The different states of the ball
The ball will be in six distinct states and different calculations are applied in each of them. Starting with ball being possessed by one of the players:
- Dribbling - One of the players (or the AI) is performing dribbling animations that effect the ball.
- In air predicted - One of the players is about to shoot and all parameters are known.
- In air simulated - The ball now leaves the player and it's parameters are calculated each game update in our custom ball physics simulation.
- On ground simulated - As soon as the ball hits something, like the frame of the goals, the ground or another player, we let Unreal physics take over and manage the ball according to it's physical properties like weight, material, size, etc.
- On ground predicted - For players and AI to be able to intercept the ball, without it looking strange, we need to predict the ball path.

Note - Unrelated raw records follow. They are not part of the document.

// Copyright (c) 2013-2015 Sandstorm Development Group, Inc. and contributors
// Licensed under the MIT License:
//
// Permission is hereby granted, free of charge, to any person obtaining a copy
// of this software and associated documentation files (the "Software"), to deal
// in the Software without restriction, including without limitation the rights
// to use, copy, modify, merge, publish, distribute, sublicense, and/or sell
// copies of the Software, and to permit persons to whom the Software is
// furnished to do so, subject to the following conditions:
//
// The above copyright notice and this permission notice shall be included in
// all copies or substantial portions of the Software.
//
// THE SOFTWARE IS PROVIDED "AS IS", WITHOUT WARRANTY OF ANY KIND, EXPRESS OR
// IMPLIED, INCLUDING BUT NOT LIMITED TO THE WARRANTIES OF MERCHANTABILITY,
// FITNESS FOR A PARTICULAR PURPOSE AND NONINFRINGEMENT. IN NO EVENT SHALL THE
// AUTHORS OR COPYRIGHT HOLDERS BE LIABLE FOR ANY CLAIM, DAMAGES OR OTHER
// LIABILITY, WHETHER IN AN ACTION OF CONTRACT, TORT OR OTHERWISE, ARISING FROM,
// OUT OF OR IN CONNECTION WITH THE SOFTWARE OR THE USE OR OTHER DEALINGS IN
// THE SOFTWARE.


//! Untyped root container for a Cap'n Proto message.

use core::cell::{Cell, Ref};

use crate::private::arena::{BuilderArenaImpl, ReaderArena, ReaderArenaImpl};
use crate::private::layout::{
    PointerBuilder, PointerReader, StructBuilder, StructReader, StructSize,
};
use crate::segment::Segment;
use crate::{Error, ErrorKind, Result};

/// Options controlling how data is read.
#[derive(Clone, Copy, Debug, PartialEq, Eq)]
pub struct ReaderOptions {
    /// Limits how many total words of data are allowed to be traversed. Traversal is counted when
    /// a new struct or list reader is obtained, e.g. from a get() accessor. This means that calling
    /// the getter for the same sub-struct multiple times will cause it to be double-counted. Once
    /// the traversal limit is reached, an error will be reported.
    ///
    /// This limit exists for security reasons. It is possible for an attacker to construct a
    /// message in which multiple pointers point at the same location. Using such a message, an
    /// attacker could cause a message which is small on the wire to appear much larger when
    /// actually traversed.
    pub traversal_limit_in_words: u64,

    /// Limits how deeply nested a message structure can be, e.g. structs containing other
    /// structs or lists of structs. Cyclic messages hit this limit instead of recursing forever.
    pub nesting_limit: i32,

    /// When set, a pointer whose kind or element size does not fit the role it is read in is an
    /// error. Otherwise it reads as null, an empty string or empty data.
    pub strict_pointers: bool,
}

pub const DEFAULT_READER_OPTIONS: ReaderOptions = ReaderOptions {
    traversal_limit_in_words: 8 * 1024 * 1024,
    nesting_limit: 256,
    strict_pointers: false,
};

impl Default for ReaderOptions {
    fn default() -> Self {
        DEFAULT_READER_OPTIONS
    }
}

impl ReaderOptions {
    pub fn new() -> Self {
        DEFAULT_READER_OPTIONS
    }

    pub fn nesting_limit(&mut self, value: i32) -> &mut Self {
        self.nesting_limit = value;
        self
    }

    pub fn traversal_limit_in_words(&mut self, value: u64) -> &mut Self {
        self.traversal_limit_in_words = value;
        self
    }

    pub fn strict_pointers(&mut self, value: bool) -> &mut Self {
        self.strict_pointers = value;
        self
    }
}

/// An object that manages the buffers underlying a Cap'n Proto message reader.
pub trait ReaderSegments {
    /// Gets the segment with index `idx`. Returns `None` if `idx` is out of range.
    fn get_segment(&self, idx: u32) -> Option<&[u8]>;

    /// Gets the number of segments.
    fn len(&self) -> usize {
        let mut i = 0;
        while self.get_segment(i).is_some() {
            i += 1;
        }
        i as usize
    }

    fn is_empty(&self) -> bool {
        self.len() == 0
    }
}

impl<S> ReaderSegments for &S
where
    S: ReaderSegments + ?Sized,
{
    fn get_segment(&self, idx: u32) -> Option<&[u8]> {
        (**self).get_segment(idx)
    }

    fn len(&self) -> usize {
        (**self).len()
    }
}

/// An array of segments.
pub struct SegmentArray<'a> {
    segments: &'a [&'a [u8]],
}

impl<'a> SegmentArray<'a> {
    pub fn new(segments: &'a [&'a [u8]]) -> Self {
        Self { segments }
    }
}

impl ReaderSegments for SegmentArray<'_> {
    fn get_segment(&self, id: u32) -> Option<&[u8]> {
        self.segments.get(id as usize).copied()
    }

    fn len(&self) -> usize {
        self.segments.len()
    }
}

impl ReaderSegments for [&[u8]] {
    fn get_segment(&self, id: u32) -> Option<&[u8]> {
        self.get(id as usize).copied()
    }

    fn len(&self) -> usize {
        <[&[u8]]>::len(self)
    }
}

impl ReaderSegments for Vec<Segment> {
    fn get_segment(&self, id: u32) -> Option<&[u8]> {
        self.get(id as usize).map(Segment::as_bytes)
    }

    fn len(&self) -> usize {
        Vec::len(self)
    }
}

/// A container used to read a message.
pub struct Reader<S>
where
    S: ReaderSegments,
{
    arena: ReaderArenaImpl<S>,
}

impl<S> Reader<S>
where
    S: ReaderSegments,
{
    pub fn new(segments: S, options: ReaderOptions) -> Self {
        Self {
            arena: ReaderArenaImpl::new(segments, options),
        }
    }

    /// Number of segments the message was parsed into. Zero for empty or truncated input.
    pub fn segment_count(&self) -> usize {
        self.arena.len()
    }

    pub fn get_segment(&self, id: u32) -> Option<&[u8]> {
        self.arena.segments().get_segment(id)
    }

    /// The root pointer, word 0 of segment 0.
    pub fn get_root_pointer(&self) -> Result<PointerReader<'_>> {
        if self.arena.len() == 0 {
            return Err(Error::from_kind(ErrorKind::EmptyMessage));
        }
        PointerReader::get_root(&self.arena, 0, 0, self.arena.nesting_limit())
    }

    /// Decodes the root pointer as a struct. A null root reads as an empty struct.
    pub fn get_root(&self) -> Result<StructReader<'_>> {
        match self.get_root_pointer()?.get_struct_strict() {
            Ok(Some(root)) => Ok(root),
            Ok(None) => Ok(StructReader::new_default()),
            Err(e) if e.is_malformed_pointer() => {
                Err(Error::from_kind(ErrorKind::RootIsNotAStruct).context(e.to_string()))
            }
            Err(e) => Err(e),
        }
    }

    pub fn into_segments(self) -> S {
        self.arena.into_segments()
    }
}

#[derive(Clone, Copy, Debug, PartialEq, Eq)]
pub enum AllocationStrategy {
    /// Allocates the same number of words for each segment, to the extent possible.
    FixedSize,

    /// Increases segment size by a multiplicative factor for each subsequent segment.
    GrowHeuristically,
}

pub const SUGGESTED_FIRST_SEGMENT_WORDS: u32 = 1024;
pub const SUGGESTED_ALLOCATION_STRATEGY: AllocationStrategy = AllocationStrategy::GrowHeuristically;

/// Options controlling how a message::Builder lays out its segments.
#[derive(Clone, Copy, Debug, PartialEq, Eq)]
pub struct BuilderOptions {
    /// Initial capacity of segment 0, in words.
    pub first_segment_words: u32,

    /// How the size of each further segment is chosen.
    pub allocation_strategy: AllocationStrategy,

    /// Upper bound on the size of a segment. `None` keeps the whole message in segment 0,
    /// which grows as needed. With a bound, objects that do not fit go to a new segment and
    /// are reached through far pointers.
    pub max_segment_words: Option<u32>,
}

impl Default for BuilderOptions {
    fn default() -> Self {
        Self::new()
    }
}

impl BuilderOptions {
    pub fn new() -> Self {
        Self {
            first_segment_words: SUGGESTED_FIRST_SEGMENT_WORDS,
            allocation_strategy: SUGGESTED_ALLOCATION_STRATEGY,
            max_segment_words: None,
        }
    }

    pub fn first_segment_words(mut self, value: u32) -> Self {
        self.first_segment_words = value;
        self
    }

    pub fn allocation_strategy(mut self, value: AllocationStrategy) -> Self {
        self.allocation_strategy = value;
        self
    }

    pub fn max_segment_words(mut self, value: Option<u32>) -> Self {
        self.max_segment_words = value;
        self
    }
}

/// The allocated portion of each segment of a message::Builder, borrowed for output.
pub struct OutputSegments<'a> {
    segments: Ref<'a, Vec<Segment>>,
}

impl OutputSegments<'_> {
    pub fn iter(&self) -> impl Iterator<Item = &[u8]> {
        self.segments.iter().map(Segment::as_bytes)
    }
}

impl ReaderSegments for OutputSegments<'_> {
    fn get_segment(&self, id: u32) -> Option<&[u8]> {
        self.segments.get(id as usize).map(Segment::as_bytes)
    }

    fn len(&self) -> usize {
        self.segments.len()
    }
}

/// A container used to build a message.
///
/// Segment 0 starts with the root pointer. All views handed out by a builder write straight
/// into its segments, so bytes produced by `to_bytes()` reflect every change made so far.
pub struct Builder {
    arena: BuilderArenaImpl,
    root_initialized: Cell<bool>,
}

impl Builder {
    pub fn new(options: BuilderOptions) -> Self {
        use crate::private::arena::BuilderArena;

        let arena = BuilderArenaImpl::new(options);
        arena.allocate(0, 1).expect("allocate root pointer");
        Self {
            arena,
            root_initialized: Cell::new(false),
        }
    }

    pub fn new_default() -> Self {
        Self::new(BuilderOptions::new())
    }

    fn root_pointer(&self) -> PointerBuilder<'_> {
        PointerBuilder::get_root(&self.arena, 0, 0)
    }

    /// Allocates the root struct and points word 0 of segment 0 at it. Fails if the root was
    /// already initialized.
    pub fn init_root(&self, size: StructSize) -> Result<StructBuilder<'_>> {
        if self.root_initialized.get() {
            return Err(Error::from_kind(ErrorKind::RootAlreadyInitialized));
        }
        let root = self.root_pointer().init_struct(size)?;
        self.root_initialized.set(true);
        tracing::debug!(data_words = size.data, pointers = size.pointers, "initialized root");
        Ok(root)
    }

    pub fn get_root(&self) -> Result<StructBuilder<'_>> {
        if !self.root_initialized.get() {
            return Err(Error::from_kind(ErrorKind::RootNotInitialized));
        }
        self.root_pointer().get_struct(StructSize::new(0, 0))
    }

    /// Borrows the segments for output. Builder views must not write while the result is alive.
    pub fn get_segments_for_output(&self) -> OutputSegments<'_> {
        OutputSegments {
            segments: self.arena.segments(),
        }
    }

    pub fn segment_count(&self) -> usize {
        self.arena.segments().len()
    }

    /// Total allocated words across all segments, not counting the segment table.
    pub fn size_in_words(&self) -> usize {
        self.arena
            .segments()
            .iter()
            .map(|s| s.len_words() as usize)
            .sum()
    }

    /// Serializes the message with its segment table. Can be called any number of times.
    pub fn to_bytes(&self) -> Vec<u8> {
        crate::serialize::write_message_to_bytes(self)
    }

    /// Turns the builder into a reader over the same segment memory.
    pub fn into_reader(self) -> Reader<Vec<Segment>> {
        Reader::new(self.arena.into_segments(), ReaderOptions::new())
    }

    pub fn into_segments(self) -> Vec<Segment> {
        self.arena.into_segments()
    }
}

impl Default for Builder {
    fn default() -> Self {
        Self::new_default()
    }
}

#[cfg(test)]
mod test {
    use super::{Builder, BuilderOptions, Reader, ReaderOptions, SegmentArray};
    use crate::{ErrorKind, StructSize};

    #[test]
    fn root_is_initialized_once() {
        let message = Builder::new_default();
        assert_eq!(
            message.get_root().err().map(|e| e.kind),
            Some(ErrorKind::RootNotInitialized)
        );
        let mut root = message.init_root(StructSize::new(1, 0)).unwrap();
        root.set_u32(0, 7).unwrap();
        assert_eq!(
            message.init_root(StructSize::new(1, 0)).err().map(|e| e.kind),
            Some(ErrorKind::RootAlreadyInitialized)
        );
        assert_eq!(message.get_root().unwrap().get_u32(0).unwrap(), 7);
        assert_eq!(message.size_in_words(), 2);
    }

    #[test]
    fn empty_message_has_no_root() {
        let segments: &[&[u8]] = &[];
        let message = Reader::new(SegmentArray::new(segments), ReaderOptions::new());
        assert_eq!(message.segment_count(), 0);
        assert_eq!(
            message.get_root().err().map(|e| e.kind),
            Some(ErrorKind::EmptyMessage)
        );
    }

    #[test]
    fn null_root_reads_as_empty_struct() {
        let segment = [0u8; 8];
        let segments: &[&[u8]] = &[&segment];
        let message = Reader::new(SegmentArray::new(segments), ReaderOptions::new());
        let root = message.get_root().unwrap();
        assert_eq!(root.get_data_section_size(), 0);
        assert_eq!(root.get_pointer_section_size(), 0);
    }

    #[test]
    fn list_root_is_rejected() {
        // A list pointer of zero bytes.
        let segment = [0x01, 0, 0, 0, 0x02, 0, 0, 0];
        let segments: &[&[u8]] = &[&segment];
        let message = Reader::new(SegmentArray::new(segments), ReaderOptions::new());
        assert_eq!(
            message.get_root().err().map(|e| e.kind),
            Some(ErrorKind::RootIsNotAStruct)
        );
    }

    #[test]
    fn into_reader_keeps_segments() {
        let message = Builder::new(BuilderOptions::new().first_segment_words(1));
        let mut root = message.init_root(StructSize::new(2, 0)).unwrap();
        root.set_i64(8, -5).unwrap();
        let reader = message.into_reader();
        assert_eq!(reader.segment_count(), 1);
        assert_eq!(reader.get_root().unwrap().get_i64(8).unwrap(), -5);
    }
}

- Once ball is at rest, it is just considered a plain old static mesh with physics in Unreal.
Dribbling
This is when one of the players is possessing the ball. In this state, the ball movement is dictated by designer controlled parameters that gives the ball a physical impulse depending on the stats of the player. This way we can vary the control the player has with the impulse. As we progress to more advanced dribbling, we may have to add more sophisticated ball control mechanisms.
In air predicted
To be able to put other players in the right state, i.e. getting ready for a volley shot etc. but also to adjust aiming, we need to know where the ball will end up (if it does not get intercepted on the way).
We do this by emulating Unreal Chaos physics and create a path from where the ball is to where it would land unobstructed. This is all done in the frame (game loop update) where a player lets go of one of the shooting buttons. We now know which type of shot the players used as well as the power and the aim, we also know how much we need to adjust the shooting angle for the player to hit the intended target.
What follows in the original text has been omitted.